Desaparece nuevamente hasta 1839, cuando un coleccionista que lo había comprado (en Inglaterra o en Francia) se lo vendió a Carlos Alberto de Saboya junto a otros dibujos de otros grandes artistas.

El rey era un coleccionista apasionado al que el comerciante de arte Giovanni Volpato le pidió la suma de 70.000 liras piedmontesas por la colección, una cifra astronómica que el rey logró que redujera hasta 50.000 liras, pero que aun así le costó ocho años terminar de pagarle.

 Desde entonces el Autorretrato ha permanecido en la Biblioteca Real de Turín.

En estado muy frágil

Tantos vaivenes no le hicieron ningún bien al dibujo al no tenerse en cuenta la preservación de manera apropiada, ni tampoco contaba en esa época con los conocimientos y las técnicas necesarias.

Siglos de exposición a condiciones húmedas de almacenamiento o a ambientes cerrados han hecho que muchas partes del papel se hayan vuelto amarillentas o amarronadas, lo que reduce el contraste entre las tonalidades del pigmento base y el color original del papel, disminuyendo sustancialmente la visibilidad del dibujo.

Desde 2012 se le tiene sometido a una metodología no invasiva para establecer cuál es el ritmo de degradación del dibujo, y si ha dejado de ser preocupantemente rápido.

La obra se mantiene guardada desde 1998 en una bóveda subterránea con puertas reforzadas en la Biblioteca Real de Turín, junto a otros invaluables dibujos y manuscritos.

La luz en este lugar es exclusivamente de fibra óptica -a la habitación no le puede entrar nada de luz natural-, y la temperatura se mantiene constante -20º Celsius- así como la humedad -55%-. Las vitrinas son hechas de un tipo de vidrio "antitodo" y el lugar está repleto de alarmas y cámaras de seguridad.

El daño en la obra es inmenso, no hay que olvidar que tiene 500 años y es un dibujo en papel ordinario, aunque desde que el dibujo está en este lugar, su condición dejó de deteriorarse, así que es extraordinario que todavía podamos ver esta obra maestra.

Un dibujo muy valioso

El autorretrato de Leonardo da Vinci es considerado tan valioso que hay un decreto de Estado de inmovilidad.
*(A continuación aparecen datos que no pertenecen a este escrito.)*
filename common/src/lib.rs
//! Latchkey Common Types
//!
//! This crate contains shared types used across the latchkey crates,
//! including owner identifiers, the coordination error type, the store
//! key layout and timing helpers.

pub mod identifiers;
pub mod error;
pub mod keys;
pub mod time;

pub use identifiers::*;
pub use error::*;
pub use keys::*;
pub use time::*;
//! Rate limiter metrics.

use std::sync::atomic::{AtomicU64, Ordering};
use std::sync::Arc;

use latchkey_common::{CoordinationError, Result};

/// Counters shared by the limiters of one manager.
#[derive(Default)]
pub struct LimiterMetrics {
    /// Requests that got their permits.
    pub granted_requests: AtomicU64,
    /// Permits handed out.
    pub granted_permits: AtomicU64,
    /// Store round trips that found the bucket short.
    pub denials: AtomicU64,
    /// Requests that gave up at their deadline.
    pub timeouts: AtomicU64,
    /// Requests cancelled by the caller.
    pub cancellations: AtomicU64,
}

impl LimiterMetrics {
    pub fn new() -> Self {
        Self::default()
    }

    /// Record the outcome of one permit request.
    pub fn record_request(&self, permits: u64, result: &Result<()>) {
        match result {
            Ok(()) => {
                self.granted_requests.fetch_add(1, Ordering::Relaxed);
                self.granted_permits.fetch_add(permits, Ordering::Relaxed);
            }
            Err(CoordinationError::AcquisitionTimeout { .. }) => {
                self.timeouts.fetch_add(1, Ordering::Relaxed);
            }
            Err(CoordinationError::Cancelled { .. }) => {
                self.cancellations.fetch_add(1, Ordering::Relaxed);
            }
            Err(_) => {}
        }
    }

    pub fn denied(&self) {
        self.denials.fetch_add(1, Ordering::Relaxed);
    }

    /// Get current metrics snapshot.
    pub fn snapshot(&self) -> LimiterMetricsSnapshot {
        LimiterMetricsSnapshot {
            granted_requests: self.granted_requests.load(Ordering::Relaxed),
            granted_permits: self.granted_permits.load(Ordering::Relaxed),
            denials: self.denials.load(Ordering::Relaxed),
            timeouts: self.timeouts.load(Ordering::Relaxed),
            cancellations: self.cancellations.load(Ordering::Relaxed),
        }
    }

    /// Export metrics in Prometheus format.
    pub fn to_prometheus(&self) -> String {
        let snapshot = self.snapshot();
        format!(
            r#"# HELP latchkey_limiter_granted_requests_total Permit requests granted
# TYPE latchkey_limiter_granted_requests_total counter
latchkey_limiter_granted_requests_total {}

# HELP latchkey_limiter_granted_permits_total Permits handed out
# TYPE latchkey_limiter_granted_permits_total counter
latchkey_limiter_granted_permits_total {}

# HELP latchkey_limiter_denials_total Attempts that found too few tokens
# TYPE latchkey_limiter_denials_total counter
latchkey_limiter_denials_total {}

# HELP latchkey_limiter_timeouts_total Requests that timed out
# TYPE latchkey_limiter_timeouts_total counter
latchkey_limiter_timeouts_total {}

# HELP latchkey_limiter_cancellations_total Requests cancelled by the caller
# TYPE latchkey_limiter_cancellations_total counter
latchkey_limiter_cancellations_total {}
"#,
            snapshot.granted_requests,
            snapshot.granted_permits,
            snapshot.denials,
            snapshot.timeouts,
            snapshot.cancellations,
        )
    }
}

/// Snapshot of metrics at a point in time.
#[derive(Debug, Clone, PartialEq, Eq)]
pub struct LimiterMetricsSnapshot {
    pub granted_requests: u64,
    pub granted_permits: u64,
    pub denials: u64,
    pub timeouts: u64,
    pub cancellations: u64,
}

/// Shared metrics instance.
pub type SharedLimiterMetrics = Arc<LimiterMetrics>;

#[cfg(test)]
mod tests {
    use super::*;

    #[test]
    fn test_record_request() {
        let metrics = LimiterMetrics::new();
        metrics.record_request(3, &Ok(()));
        metrics.record_request(
            1,
            &Err(CoordinationError::Cancelled {
                key: "k".to_string(),
            }),
        );

        let snapshot = metrics.snapshot();
        assert_eq!(snapshot.granted_requests, 1);
        assert_eq!(snapshot.granted_permits, 3);
        assert_eq!(snapshot.cancellations, 1);
        assert!(metrics
            .to_prometheus()
            .contains("latchkey_limiter_granted_permits_total 3"));
    }
}
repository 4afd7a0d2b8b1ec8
//! Time utilities and constants for latchkey.

use std::time::Duration;

use chrono::{DateTime, TimeZone, Utc};
use tokio::time::Instant;

/// Protocol timing constants.
pub mod constants {
    use std::time::Duration;

    /// Lease used when the caller asks for no explicit lease (30 seconds).
    pub const DEFAULT_WATCHDOG_TIMEOUT: Duration = Duration::from_secs(30);

    /// The watchdog renews this many times per lease period.
    pub const DEFAULT_RENEWAL_DIVISOR: u32 = 3;

    /// First retry delay of a contended acquisition (10 milliseconds).
    pub const MIN_RETRY_BACKOFF: Duration = Duration::from_millis(10);

    /// Upper bound on a single retry delay (500 milliseconds).
    pub const MAX_RETRY_BACKOFF: Duration = Duration::from_millis(500);

    /// How long a fair-lock waiter survives without polling (5 seconds).
    pub const DEFAULT_FAIR_WAITER_TTL: Duration = Duration::from_secs(5);
}

/// A timestamp with timezone (always UTC).
pub type Timestamp = DateTime<Utc>;

/// Get the current timestamp.
pub fn now() -> Timestamp {
    Utc::now()
}

/// Convert store-clock milliseconds since the Unix epoch into a timestamp.
pub fn from_unix_ms(ms: u64) -> Timestamp {
    Utc.timestamp_millis_opt(ms as i64)
        .single()
        .unwrap_or(DateTime::<Utc>::UNIX_EPOCH)
}

/// Duration to whole milliseconds, saturating.
pub fn as_millis(duration: Duration) -> u64 {
    u64::try_from(duration.as_millis()).unwrap_or(u64::MAX)
}

/// Point in time after which a wait gives up.
///
/// `None` budget means wait forever.
#[derive(Debug, Clone, Copy)]
pub struct Deadline {
    started: Instant,
    at: Option<Instant>,
}

impl Deadline {
    /// Create a deadline `budget` from now.
    pub fn after(budget: Option<Duration>) -> Self {
        let started = Instant::now();
        Self {
            started,
            at: budget.map(|b| started + b),
        }
    }

    /// A deadline that never passes.
    pub fn never() -> Self {
        Self::after(None)
    }

    /// Check if the deadline has passed.
    pub fn is_exceeded(&self) -> bool {
        match self.at {
            Some(at) => Instant::now() >= at,
            None => false,
        }
    }

    /// Remaining time, `None` when unbounded.
    pub fn remaining(&self) -> Option<Duration> {
        self.at.map(|at| at.saturating_duration_since(Instant::now()))
    }

    /// Time spent since the deadline was created.
    pub fn elapsed(&self) -> Duration {
        self.started.elapsed()
    }

    /// Clamp a proposed sleep so it does not overshoot the deadline.
    pub fn clamp(&self, wait: Duration) -> Duration {
        match self.remaining() {
            Some(remaining) => wait.min(remaining),
            None => wait,
        }
    }
}
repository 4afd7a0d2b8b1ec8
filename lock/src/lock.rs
//! The lock handle interface shared by every lock variant.

use std::time::Duration;

use async_trait::async_trait;
use tokio_util::sync::CancellationToken;

use latchkey_common::{OwnerId, Result};

/// How long a granted lock stays valid without further action.
#[derive(Debug, Clone, Copy, PartialEq, Eq)]
pub enum Lease {
    /// Lease of `watchdog_timeout`, renewed in the background until unlock.
    Watchdog,
    /// Fixed lease; the lock releases itself when it runs out.
    Fixed(Duration),
}

/// Parameters of one acquisition.
#[derive(Debug, Clone)]
pub struct AcquireOptions {
    /// Wait budget; `None` waits until granted or cancelled.
    pub wait: Option<Duration>,
    /// Lease of the granted hold.
    pub lease: Lease,
    /// Caller-side cancellation of the wait.
    pub cancel: Option<CancellationToken>,
}

impl AcquireOptions {
    /// Wait forever with a watchdog lease.
    pub fn blocking() -> Self {
        Self {
            wait: None,
            lease: Lease::Watchdog,
            cancel: None,
        }
    }

    /// Wait at most `wait` with a watchdog lease.
    pub fn within(wait: Duration) -> Self {
        Self {
            wait: Some(wait),
            ..Self::blocking()
        }
    }

    /// Use a fixed lease instead of the watchdog.
    pub fn with_lease(mut self, lease: Duration) -> Self {
        self.lease = Lease::Fixed(lease);
        self
    }

    /// Abort the wait when `token` is cancelled.
    pub fn cancel_on(mut self, token: CancellationToken) -> Self {
        self.cancel = Some(token);
        self
    }
}

impl Default for AcquireOptions {
    fn default() -> Self {
        Self::blocking()
    }
}

/// A named lock living in the shared store.
///
/// Handles are cheap and stateless: every call goes to the store, and the
/// owner is passed explicitly so reentrancy never depends on which task or
/// thread makes the call.
#[async_trait]
pub trait DistributedLock: Send + Sync {
    /// Lock name.
    fn name(&self) -> &str;

    /// Acquire a hold for `owner`, returning the owner's new hold count.
    ///
    /// Fails with `AcquisitionTimeout` when the wait budget runs out and
    /// `Cancelled` when the cancellation token fires.
    async fn acquire(&self, owner: &OwnerId, options: AcquireOptions) -> Result<u32>;

    /// Drop one hold. Fails with `NotOwner` if `owner` holds nothing.
    async fn unlock(&self, owner: &OwnerId) -> Result<()>;

    /// Holds currently owned by `owner` (0 when not held).
    async fn hold_count(&self, owner: &OwnerId) -> Result<u32>;

    /// Whether anyone holds the lock.
    async fn is_locked(&self) -> Result<bool>;

    /// Remaining lease of the current hold, if any.
    async fn remaining_lease(&self) -> Result<Option<Duration>>;

    /// Delete the lock regardless of owner and wake all waiters.
    async fn force_unlock(&self) -> Result<bool>;

    /// Block until acquired; the watchdog keeps the lease alive.
    async fn lock(&self, owner: &OwnerId) -> Result<()> {
        self.acquire(owner, AcquireOptions::blocking()).await.map(|_| ())
    }

    /// Block until acquired; the hold expires after `lease` unless unlocked.
    async fn lock_with_lease(&self, owner: &OwnerId, lease: Duration) -> Result<()> {
        self.acquire(owner, AcquireOptions::blocking().with_lease(lease))
            .await
            .map(|_| ())
    }

    /// Wait at most `wait`; `lease` of `None` means watchdog renewal.
    ///
    /// Timing out is reported as `Ok(false)`, every other failure as an error.
    async fn try_lock(
        &self,
        owner: &OwnerId,
        wait: Duration,
        lease: Option<Duration>,
    ) -> Result<bool> {
        let mut options = AcquireOptions::within(wait);
        if let Some(lease) = lease {
            options = options.with_lease(lease);
        }

        match self.acquire(owner, options).await {
            Ok(_) => Ok(true),
            Err(e) if e.is_timeout() => Ok(false),
            Err(e) => Err(e),
        }
    }

    /// Whether `owner` holds at least one hold.
    async fn is_held_by(&self, owner: &OwnerId) -> Result<bool> {
        Ok(self.hold_count(owner).await? > 0)
    }
}
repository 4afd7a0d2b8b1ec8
//! Simulation scenarios.

use serde::{Deserialize, Serialize};

/// What a scenario exercises.
#[derive(Debug, Clone, Copy, PartialEq, Eq, Serialize, Deserialize)]
#[serde(rename_all = "kebab-case")]
pub enum ScenarioKind {
    /// Workers hammer one mutex; no two may hold it at once.
    MutexContention,
    /// Workers queue on a fair lock; grants must follow arrival order.
    FairOrder,
    /// Readers and writers share a read-write lock.
    ReadWrite,
    /// Workers draw from one token bucket; grants must stay within budget.
    RateLimit,
    /// A holder vanishes without unlocking; its lease must free the lock.
    LeaseExpiry,
}

/// A simulation scenario.
#[derive(Debug, Clone, Serialize, Deserialize)]
pub struct Scenario {
    /// Scenario name.
    pub name: String,
    /// Description.
    pub description: String,
    pub kind: ScenarioKind,
}

impl Scenario {
    /// Load a scenario by name.
    pub fn load(name: &str) -> anyhow::Result<Self> {
        Self::all()
            .into_iter()
            .find(|s| s.name == name)
            .ok_or_else(|| anyhow::anyhow!("Unknown scenario: {}", name))
    }

    /// Every built-in scenario.
    pub fn all() -> Vec<Self> {
        vec![
            Self::new(
                "mutex-contention",
                "Concurrent workers in separate clients contend for one mutex",
                ScenarioKind::MutexContention,
            ),
            Self::new(
                "fair-order",
                "Workers queue on a fair lock and must be served first come, first served",
                ScenarioKind::FairOrder,
            ),
            Self::new(
                "read-write",
                "Readers share a read-write lock while writers take it exclusively",
                ScenarioKind::ReadWrite,
            ),
            Self::new(
                "rate-limit",
                "Workers drain one token bucket faster than it refills",
                ScenarioKind::RateLimit,
            ),
            Self::new(
                "lease-expiry",
                "A holder disappears and another worker takes over after the lease",
                ScenarioKind::LeaseExpiry,
            ),
        ]
    }

    fn new(name: &str, description: &str, kind: ScenarioKind) -> Self {
        Self {
            name: name.to_string(),
            description: description.to_string(),
            kind,
        }
    }
}
#[async_trait]
impl DistributedLock for FairLock {
    fn name(&self) -> &str {
        &self.keys.lock.name
    }

    #[instrument(skip(self, owner, options), fields(lock = %self.keys.lock.name, owner = %owner))]
    async fn acquire(&self, owner: &OwnerId, options: AcquireOptions) -> Result<u32> {
        let lease = self.ctx.lease_duration(options.lease);
        validate_request(owner, lease)?;

        let waiter = Waiter {
            store: self.ctx.leases.store().as_ref(),
            signal: &self.keys.lock.signal,
            key: &self.keys.lock.record,
            owner,
            deadline: Deadline::after(options.wait),
            cancel: options.cancel.as_ref(),
            policy: self.ctx.leases.policy(),
        };

        let result = waiter.run(|| self.try_acquire(owner, lease)).await;
        self.ctx.metrics.record_acquire(&result);

        let hold_count = match result {
            Ok(hold_count) => hold_count,
            Err(e) => {
                self.leave_queue(owner).await;
                return Err(e);
            }
        };

        info!(lock = %self.keys.lock.name, owner = %owner, hold_count, "Fair lock acquired");
        self.ctx.watch(
            self.ctx.leases.clone(),
            &self.keys.lock.record,
            owner,
            options.lease,
        );
        Ok(hold_count)
    }

    #[instrument(skip(self, owner), fields(lock = %self.keys.lock.name, owner = %owner))]
    async fn unlock(&self, owner: &OwnerId) -> Result<()> {
        self.ctx.release_exclusive(&self.keys.lock, owner).await
    }

    async fn hold_count(&self, owner: &OwnerId) -> Result<u32> {
        Ok(self
            .ctx
            .leases
            .record(&self.keys.lock)
            .await?
            .filter(|r| r.is_held_by(owner))
            .map(|r| r.hold_count)
            .unwrap_or(0))
    }

    async fn is_locked(&self) -> Result<bool> {
        Ok(self.ctx.leases.record(&self.keys.lock).await?.is_some())
    }

    async fn remaining_lease(&self) -> Result<Option<Duration>> {
        self.ctx.leases.lease_ttl(&self.keys.lock.record).await
    }

    async fn force_unlock(&self) -> Result<bool> {
        self.ctx.leases.force_release(&self.keys.lock).await
    }
}
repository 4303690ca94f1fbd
mod analysis_provider_factory;
mod http_analysis_provider;
mod mock_analysis_provider;

pub use analysis_provider_factory::{AnalysisProviderFactory, AnalysisProviderFactoryError};
pub use http_analysis_provider::{HttpAnalysisProvider, parse_tags};
pub use mock_analysis_provider::MockAnalysisProvider;
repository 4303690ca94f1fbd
mod recovery_scanner_test;
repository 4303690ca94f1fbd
mod analysis_provider;
mod image_fetcher;
mod media_repository;
mod repository_error;

pub use analysis_provider::{AnalysisError, AnalysisProvider};
pub use image_fetcher::{FetchError, ImageFetcher};
pub use media_repository::MediaRepository;
pub use repository_error::RepositoryError;
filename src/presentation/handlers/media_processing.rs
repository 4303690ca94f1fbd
use axum::Json;
use axum::extract::{Path, State};
use axum::http::StatusCode;
use axum::response::IntoResponse;
use serde::Serialize;
use uuid::Uuid;

use crate::application::services::EnqueueRequest;
use crate::domain::{MediaId, ProcessingStatus};
use crate::presentation::state::AppState;

#[derive(Serialize)]
pub struct QueueStatusResponse {
    pub queued: usize,
    pub is_processing: bool,
    pub in_flight: Option<String>,
    pub drain_loops_started: u64,
}

#[derive(Serialize)]
pub struct RecoveryResponse {
    pub recovered_count: usize,
    pub pending_count: usize,
    pub stuck_count: usize,
}

#[derive(Serialize)]
pub struct ReprocessResponse {
    pub media_id: String,
    pub status: String,
}

#[derive(Serialize)]
pub struct ErrorResponse {
    pub error: String,
}

fn error_response(status: StatusCode, error: String) -> axum::response::Response {
    (status, Json(ErrorResponse { error })).into_response()
}

pub async fn queue_status_handler(State(state): State<AppState>) -> impl IntoResponse {
    let snapshot = state.queue.snapshot().await;
    (
        StatusCode::OK,
        Json(QueueStatusResponse {
            queued: snapshot.queued,
            is_processing: snapshot.is_processing,
            in_flight: snapshot.in_flight.map(|id| id.to_string()),
            drain_loops_started: snapshot.drain_loops_started,
        }),
    )
}

#[tracing::instrument(skip(state))]
pub async fn recover_handler(State(state): State<AppState>) -> impl IntoResponse {
    match state.recovery.recover().await {
        Ok(report) => (
            StatusCode::OK,
            Json(RecoveryResponse {
                recovered_count: report.recovered_count,
                pending_count: report.pending_count,
                stuck_count: report.stuck_count,
            }),
        )
            .into_response(),
        Err(e) => {
            tracing::error!(error = %e, "Media recovery failed");
            error_response(
                StatusCode::INTERNAL_SERVER_ERROR,
                format!("Recovery failed: {}", e),
            )
        }
    }
}

/// Explicit re-trigger: puts the record back to `pending` whatever its
/// current state, drops any failure marker, and queues it.
#[tracing::instrument(skip(state))]
pub async fn reprocess_handler(
    State(state): State<AppState>,
    Path(media_id): Path<String>,
) -> impl IntoResponse {
    let media_id = match Uuid::parse_str(&media_id) {
        Ok(uuid) => MediaId::from_uuid(uuid),
        Err(_) => {
            return error_response(
                StatusCode::BAD_REQUEST,
                format!("Invalid media ID: {}", media_id),
            );
        }
    };

    let media = match state.repository.get_by_id(media_id).await {
        Ok(Some(media)) => media,
        Ok(None) => {
            return error_response(
                StatusCode::NOT_FOUND,
                format!("Media not found: {}", media_id),
            );
        }
        Err(e) => {
            tracing::error!(error = %e, "Failed to load media");
            return error_response(
                StatusCode::INTERNAL_SERVER_ERROR,
                format!("Failed to load media: {}", e),
            );
        }
    };

    match state.repository.reset_for_reprocess(media_id).await {
        Ok(true) => {}
        Ok(false) => {
            return error_response(
                StatusCode::NOT_FOUND,
                format!("Media not found: {}", media_id),
            );
        }
        Err(e) => {
            tracing::error!(error = %e, "Failed to reset media to pending");
            return error_response(
                StatusCode::INTERNAL_SERVER_ERROR,
                format!("Failed to reset media: {}", e),
            );
        }
    }

    if let Err(e) = state.queue.enqueue(EnqueueRequest::from_media(&media)).await {
        return error_response(StatusCode::UNPROCESSABLE_ENTITY, e.to_string());
    }

    (
        StatusCode::ACCEPTED,
        Json(ReprocessResponse {
            media_id: media_id.to_string(),
            status: ProcessingStatus::Pending.to_string(),
        }),
    )
        .into_response()
}
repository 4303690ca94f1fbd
pub mod config;
pub mod handlers;
pub mod router;
pub mod state;

pub use config::{Environment, Settings};
pub use router::create_router;
pub use state::AppState;
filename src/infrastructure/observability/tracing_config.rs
/// Configuration for tracing initialization.
pub struct TracingConfig {
    pub environment: String,
    pub json_format: bool,
    /// Fallback filter directive when `RUST_LOG` is unset.
    pub default_level: String,
}

impl TracingConfig {
    pub fn from_settings(environment: &str, level: &str, json_format: bool) -> Self {
        Self {
            environment: environment.to_string(),
            json_format,
            default_level: level.to_string(),
        }
    }

    pub fn filter_directive(&self) -> String {
        format!(
            "{level},vitrine={level},tower_http=debug,sqlx=warn",
            level = self.default_level
        )
    }
}

impl Default for TracingConfig {
    fn default() -> Self {
        Self {
            environment: std::env::var("APP_ENV").unwrap_or_else(|_| "development".to_string()),
            json_format: std::env::var("LOG_FORMAT")
                .map(|v| v.to_lowercase() == "json")
                .unwrap_or(false),
            default_level: "info".to_string(),
        }
    }
}
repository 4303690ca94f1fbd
pub mod application;
pub mod domain;
pub mod infrastructure;
pub mod presentation;
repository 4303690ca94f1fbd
use crate::application::ports::{FetchError, ImageFetcher};

/// Returns a fixed PNG signature for every url.
pub struct MockImageFetcher;

#[async_trait::async_trait]
impl ImageFetcher for MockImageFetcher {
    async fn fetch(&self, _url: &str) -> Result<Vec<u8>, FetchError> {
        Ok(vec![0x89, b'P', b'N', b'G', 0x0D, 0x0A, 0x1A, 0x0A])
    }
}
mod embedding;
mod image_analysis;
mod media_id;
mod media_job;
mod media_record;
mod processing_status;
mod service_category;

pub use embedding::Embedding;
pub use image_analysis::ImageAnalysis;
pub use media_id::{MediaId, ServiceId};
pub use media_job::{JobId, MediaJob};
pub use media_record::{FAILED_TAG, MediaRecord, MediaUpdate, MediaWithContext, ServiceContext};
pub use processing_status::ProcessingStatus;
pub use service_category::ServiceCategory;
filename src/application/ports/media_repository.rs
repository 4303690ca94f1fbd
use async_trait::async_trait;
use chrono::{DateTime, Utc};

use crate::domain::{MediaId, MediaUpdate, MediaWithContext, ProcessingStatus};

use super::RepositoryError;

#[async_trait]
pub trait MediaRepository: Send + Sync {
    async fn get_by_id(&self, id: MediaId) -> Result<Option<MediaWithContext>, RepositoryError>;

    /// Applies a status transition and its accompanying fields, bumping
    /// `updated_at`. Returns `NotFound` when no row has this id.
    async fn update_status(&self, id: MediaId, update: MediaUpdate)
    -> Result<(), RepositoryError>;

    /// Moves the record to `processing` only if it is currently `pending` or
    /// `processing`. Returns `false` when the record is missing or terminal.
    async fn claim_for_processing(&self, id: MediaId) -> Result<bool, RepositoryError>;

    /// `processing -> failed` with the failure tag and `error`. Returns
    /// `false` without writing when the record is missing or not in
    /// `processing`, so a terminal record is never overwritten.
    async fn mark_failed(&self, id: MediaId, error: String) -> Result<bool, RepositoryError>;

    /// Puts the record back to `pending` from any state for an explicit
    /// reprocess, clearing `processing_error` and the failure tag. Returns
    /// `false` when no row has this id.
    async fn reset_for_reprocess(&self, id: MediaId) -> Result<bool, RepositoryError>;

    /// Records in `status`, oldest first, at most `limit`.
    async fn find_by_status(
        &self,
        status: ProcessingStatus,
        limit: usize,
    ) -> Result<Vec<MediaWithContext>, RepositoryError>;

    /// Records in `processing` whose `updated_at` is older than `cutoff`,
    /// oldest first, at most `limit`.
    async fn find_stale_processing(
        &self,
        cutoff: DateTime<Utc>,
        limit: usize,
    ) -> Result<Vec<MediaWithContext>, RepositoryError>;

    /// Bulk `processing -> pending` for the given ids, re-checking staleness
    /// against `cutoff`. Returns the ids actually reset.
    async fn reset_stale_to_pending(
        &self,
        ids: &[MediaId],
        cutoff: DateTime<Utc>,
    ) -> Result<Vec<MediaId>, RepositoryError>;
}
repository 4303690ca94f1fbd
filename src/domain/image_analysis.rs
/// Stage-one output of the analysis provider.
#[derive(Debug, Clone, PartialEq, Default)]
pub struct ImageAnalysis {
    pub tags: Vec<String>,
}

impl ImageAnalysis {
    pub fn new(tags: Vec<String>) -> Self {
        Self { tags }
    }

    /// Trimmed, lowercased, de-duplicated tags in provider order.
    pub fn normalized_tags(&self) -> Vec<String> {
        let mut seen = Vec::with_capacity(self.tags.len());
        for tag in &self.tags {
            let tag = tag.trim().to_lowercase();
            if !tag.is_empty() && !seen.contains(&tag) {
                seen.push(tag);
            }
        }
        seen
    }

    pub fn top_tags(&self, n: usize) -> Vec<String> {
        self.normalized_tags().into_iter().take(n).collect()
    }
}
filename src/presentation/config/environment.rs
use std::fmt;

/// Application runtime environment.
#[derive(Debug, Clone, Copy, PartialEq, Eq)]
pub enum Environment {
    Local,
    Test,
    Prod,
}

impl Environment {
    pub fn as_str(&self) -> &'static str {
        match self {
            Environment::Local => "Local",
            Environment::Test => "Test",
            Environment::Prod => "Prod",
        }
    }

    /// Reads `APP_ENVIRONMENT`, defaulting to `local`.
    pub fn from_env() -> Result<Self, String> {
        std::env::var("APP_ENVIRONMENT")
            .unwrap_or_else(|_| "local".to_string())
            .try_into()
    }
}

impl TryFrom<String> for Environment {
    type Error = String;

    fn try_from(s: String) -> Result<Self, Self::Error> {
        match s.to_lowercase().as_str() {
            "local" => Ok(Self::Local),
            "test" => Ok(Self::Test),
            "prod" | "production" => Ok(Self::Prod),
            other => Err(format!(
                "Invalid environment: {}. Expected: local, test, or prod",
                other
            )),
        }
    }
}

impl fmt::Display for Environment {
    fn fmt(&self, f: &mut fmt::Formatter<'_>) -> fmt::Result {
        write!(f, "{}", self.as_str())
    }
}
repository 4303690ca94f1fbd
use vitrine::infrastructure::analysis::parse_tags;

#[test]
fn given_json_array_when_parsing_then_returns_tags() {
    assert_eq!(
        parse_tags(r#"["bob cut", "copper", "blunt fringe"]"#),
        vec!["bob cut", "copper", "blunt fringe"]
    );
}

#[test]
fn given_fenced_json_when_parsing_then_fence_is_stripped() {
    let content = "```json\n[\"coffin nails\", \"chrome\"]\n```";
    assert_eq!(parse_tags(content), vec!["coffin nails", "chrome"]);
}

#[test]
fn given_plain_list_when_parsing_then_splits_on_commas_and_lines() {
    let content = "- smoky eye\n- \"winged liner\", nude lip";
    assert_eq!(
        parse_tags(content),
        vec!["smoky eye", "winged liner", "nude lip"]
    );
}

#[test]
fn given_blank_content_when_parsing_then_empty() {
    assert!(parse_tags("  \n ").is_empty());
}
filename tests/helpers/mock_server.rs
use axum::Router;
use tokio::net::TcpListener;
use tokio::sync::oneshot;

/// Serves `app` on an ephemeral local port; drop or fire the sender to stop.
pub async fn start_mock_server(app: Router) -> (String, oneshot::Sender<()>) {
    let (shutdown_tx, shutdown_rx) = oneshot::channel::<()>();

    let listener = TcpListener::bind("127.0.0.1:0").await.unwrap();
    let addr = listener.local_addr().unwrap();
    let base_url = format!("http://{}", addr);

    tokio::spawn(async move {
        axum::serve(listener, app)
            .with_graceful_shutdown(async {
                shutdown_rx.await.ok();
            })
            .await
            .ok();
    });

    (base_url, shutdown_tx)
}
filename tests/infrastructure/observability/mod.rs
mod prompt_sanitizer_test;
mod tracing_config_test;
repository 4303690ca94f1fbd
#[derive(Debug, Clone, PartialEq)]
pub struct Embedding {
    pub values: Vec<f32>,
}

impl Embedding {
    pub fn new(values: Vec<f32>) -> Self {
        Self { values }
    }

    pub fn dimensions(&self) -> usize {
        self.values.len()
    }

    pub fn has_dimensions(&self, expected: usize) -> bool {
        self.values.len() == expected
    }

    pub fn is_finite(&self) -> bool {
        self.values.iter().all(|v| v.is_finite())
    }
}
Para moverlo del lugar en el que está hay que tener permiso ministerial.

Se ha expuesto en contadísimas ocasiones desde que volvió a Turín, una de ellas fue en  2011 en la Reggia di Venaria Reale  (Turín) para celebrar el 150 aniversario de la unificación de Italia.

Otra ocasión será la del 30 de octubre de 2014 al 15 de enero de 2015 donde el dibujo será la obra principal de la exposición " Leonardo y los Tesoros del Rey " que reunirá unas 80 obras de la Biblioteca Real de Turín.